Their return is increasingly being talked about – sotto voce in some cases and more loudly, as in the recent Lebanese parliamentary elections. With 500 Syrians forced to leave southern Lebanon for Syria on April 18, the argument goes that there’s really no need to wait for a comprehensive political solution in Syria.

But some say absolutely not. Allaa Barri , who has worked with Syrian refugees since 2011, when the war began, says that “refugees cannot be left in the hands of a government that does not want them to return and is in many cases actively hostile towards them.”

Ms Barri, who is now with Chatham House, argues that the time is not right for the refugees to be sent back. Mr Assad’s regime, she says, has issued a new decree that will allow the property of millions of refugees and internally displaced people to be confiscated. It is also, she says, working to a “plan for demographic change and social engineering.” That particular decree, which is known as Law No. 10, “builds on previous decrees that the regime is using to benefit from the mass destruction in Syria, and to ensure that any future reconstruction will happen on its terms.”

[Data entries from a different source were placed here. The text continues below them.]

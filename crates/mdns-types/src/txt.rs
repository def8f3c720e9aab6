//! TXT record data: an ordered sequence of octet strings, each at
//! most 255 bytes.  DNS-SD (RFC 6763 section 6) uses these for
//! `key=value` service metadata.

use bytes::{BufMut, Bytes, BytesMut};
use std::fmt;

/// Maximum length of a single string in a TXT record.
pub const TXT_STRING_MAX_LEN: usize = 255;

/// The ordered octet strings of a TXT record.
///
/// Two lists are equal exactly when their byte sequences are
/// identical, order included.  An empty list is valid and serialises
/// as a single zero-length string, since the wire format requires at
/// least one.
#[derive(Debug, Clone, Default, Eq, PartialEq, Ord, PartialOrd, Hash)]
pub struct TxtList {
    strings: Vec<Bytes>,
}

impl TxtList {
    pub fn new() -> Self {
        Self {
            strings: Vec::new(),
        }
    }

    pub fn is_empty(&self) -> bool {
        self.strings.is_empty()
    }

    pub fn len(&self) -> usize {
        self.strings.len()
    }

    pub fn iter(&self) -> std::slice::Iter<'_, Bytes> {
        self.strings.iter()
    }

    /// Append an arbitrary octet string.
    ///
    /// # Errors
    ///
    /// If the string is longer than 255 octets.
    pub fn push(&mut self, string: Bytes) -> Result<(), TxtStringTooLong> {
        if string.len() > TXT_STRING_MAX_LEN {
            return Err(TxtStringTooLong {
                len: string.len(),
            });
        }
        self.strings.push(string);
        Ok(())
    }

    /// Append a `key=value` pair.
    ///
    /// # Errors
    ///
    /// If the combined string is longer than 255 octets.
    pub fn push_pair(&mut self, key: &str, value: &[u8]) -> Result<(), TxtStringTooLong> {
        let mut string = BytesMut::with_capacity(key.len() + 1 + value.len());
        string.put_slice(key.as_bytes());
        string.put_u8(b'=');
        string.put_slice(value);
        self.push(string.freeze())
    }

    /// Find the value for a `key=value` pair, comparing the key
    /// case-insensitively.  A string without `=` yields an empty
    /// value.
    pub fn lookup(&self, key: &str) -> Option<&[u8]> {
        for string in &self.strings {
            let (k, v) = match string.iter().position(|octet| *octet == b'=') {
                Some(idx) => (&string[..idx], &string[idx + 1..]),
                None => (&string[..], &string[string.len()..]),
            };
            if k.eq_ignore_ascii_case(key.as_bytes()) {
                return Some(v);
            }
        }
        None
    }

    /// Parse wire-format TXT data.  Total: a string whose declared
    /// length overruns the data is clamped to what is there.
    pub fn parse(mut octets: &[u8]) -> Self {
        let mut strings = Vec::new();
        while let Some((&size, rest)) = octets.split_first() {
            let take = (size as usize).min(rest.len());
            strings.push(Bytes::copy_from_slice(&rest[..take]));
            octets = &rest[take..];
        }
        Self { strings }
    }

    /// Write the wire form.  An empty list becomes a single
    /// zero-length string.
    pub fn serialise_into(&self, buf: &mut BytesMut) {
        if self.strings.is_empty() {
            buf.put_u8(0);
            return;
        }
        for string in &self.strings {
            // safe as `push` ensures a string is <= 255 bytes
            buf.put_u8(string.len().try_into().unwrap());
            buf.put_slice(string);
        }
    }

    /// The number of octets `serialise_into` will write.
    pub fn serialised_len(&self) -> usize {
        if self.strings.is_empty() {
            1
        } else {
            self.strings.len() + self.strings.iter().map(Bytes::len).sum::<usize>()
        }
    }
}

impl fmt::Display for TxtList {
    fn fmt(&self, f: &mut fmt::Formatter) -> fmt::Result {
        let mut first = true;
        for string in &self.strings {
            if first {
                first = false;
            } else {
                write!(f, " ")?;
            }
            write!(f, "\"{}\"", String::from_utf8_lossy(string))?;
        }
        Ok(())
    }
}

impl FromIterator<Bytes> for TxtList {
    /// Collect strings, silently truncating any over 255 octets.
    fn from_iter<I: IntoIterator<Item = Bytes>>(iter: I) -> Self {
        let mut txt = TxtList::new();
        for string in iter {
            let clamped = string.slice(..string.len().min(TXT_STRING_MAX_LEN));
            txt.strings.push(clamped);
        }
        txt
    }
}

/// Error from pushing an over-long string.
#[derive(Debug, Copy, Clone, Eq, PartialEq, Hash)]
pub struct TxtStringTooLong {
    pub len: usize,
}

impl fmt::Display for TxtStringTooLong {
    fn fmt(&self, f: &mut fmt::Formatter) -> fmt::Result {
        write!(f, "TXT string of {} octets exceeds 255", self.len)
    }
}

impl std::error::Error for TxtStringTooLong {
    fn source(&self) -> Option<&(dyn std::error::Error + 'static)> {
        None
    }
}

#[cfg(any(feature = "test-util", test))]
impl<'a> arbitrary::Arbitrary<'a> for TxtList {
    // at least one string, as the wire format cannot distinguish an
    // empty list from a list of one empty string
    fn arbitrary(u: &mut arbitrary::Unstructured<'a>) -> arbitrary::Result<Self> {
        let num_strings = u.int_in_range::<usize>(1..=4)?;
        let mut txt = TxtList::new();
        for _ in 0..num_strings {
            let len = u.int_in_range::<usize>(0..=32)?;
            let octets = Bytes::copy_from_slice(u.bytes(len)?);
            txt.push(octets).unwrap();
        }
        Ok(txt)
    }
}

#[cfg(test)]
mod tests {
    use super::*;

    #[test]
    fn parse_splits_strings() {
        let txt = TxtList::parse(b"\x04pa=1\x05txt=2");
        assert_eq!(2, txt.len());
        assert_eq!(Some(&b"1"[..]), txt.lookup("pa"));
        assert_eq!(Some(&b"2"[..]), txt.lookup("txt"));
    }

    #[test]
    fn parse_clamps_overrunning_string() {
        let txt = TxtList::parse(b"\x40oops");
        assert_eq!(1, txt.len());
        assert_eq!(&b"oops"[..], &txt.iter().next().unwrap()[..]);
    }

    #[test]
    fn serialise_parse_roundtrip() {
        let mut txt = TxtList::new();
        txt.push_pair("path", b"/printers").unwrap();
        txt.push(Bytes::from_static(b"flag")).unwrap();

        let mut buf = BytesMut::new();
        txt.serialise_into(&mut buf);
        assert_eq!(txt, TxtList::parse(&buf));
    }

    #[test]
    fn empty_list_serialises_as_single_empty_string() {
        let mut buf = BytesMut::new();
        TxtList::new().serialise_into(&mut buf);
        assert_eq!(&[0][..], &buf[..]);
        assert_eq!(1, TxtList::new().serialised_len());

        // and the wire form parses back to one empty string, which
        // is how the assertion "no TXT data" travels in DNS
        let parsed = TxtList::parse(&buf);
        assert_eq!(1, parsed.len());
        assert!(parsed.iter().next().unwrap().is_empty());
    }

    #[test]
    fn push_rejects_long_string() {
        let mut txt = TxtList::new();
        let long = Bytes::from(vec![b'x'; 256]);
        assert_eq!(Err(TxtStringTooLong { len: 256 }), txt.push(long));
    }

    #[test]
    fn lookup_is_case_insensitive_on_key_only() {
        let mut txt = TxtList::new();
        txt.push_pair("Path", b"/UPPER").unwrap();
        assert_eq!(Some(&b"/UPPER"[..]), txt.lookup("path"));
    }

    #[test]
    fn equality_is_order_sensitive() {
        let mut ab = TxtList::new();
        ab.push(Bytes::from_static(b"a")).unwrap();
        ab.push(Bytes::from_static(b"b")).unwrap();

        let mut ba = TxtList::new();
        ba.push(Bytes::from_static(b"b")).unwrap();
        ba.push(Bytes::from_static(b"a")).unwrap();

        assert_ne!(ab, ba);
    }
}
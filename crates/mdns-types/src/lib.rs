#![warn(clippy::pedantic)]
// False positives for `bytes::Bytes`
#![allow(clippy::mutable_key_type)]
// Don't care enough to fix
#![allow(clippy::match_same_arms)]
#![allow(clippy::missing_errors_doc)]
#![allow(clippy::must_use_candidate)]
#![allow(clippy::return_self_not_must_use)]
#![allow(clippy::similar_names)]
#![allow(clippy::struct_excessive_bools)]
#![allow(clippy::too_many_lines)]
#![allow(clippy::wildcard_imports)]

pub mod error;
pub mod names;
pub mod protocol;
pub mod txt;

There are two points to make in this regard. What Ms Barri describes is grossly unfair and a dreadful abuse of power. But victor’s justice is generally unfair towards those who lose a war. That is a hard if unpleasant truth.

This is not to prescribe on whether or not the refugees should be asked to return at this point of time. If they can stay on where they are, then so they should. But if they’re being pushed towards the exit by impatient politicians in foreign lands, they may have no option but to return to Syria.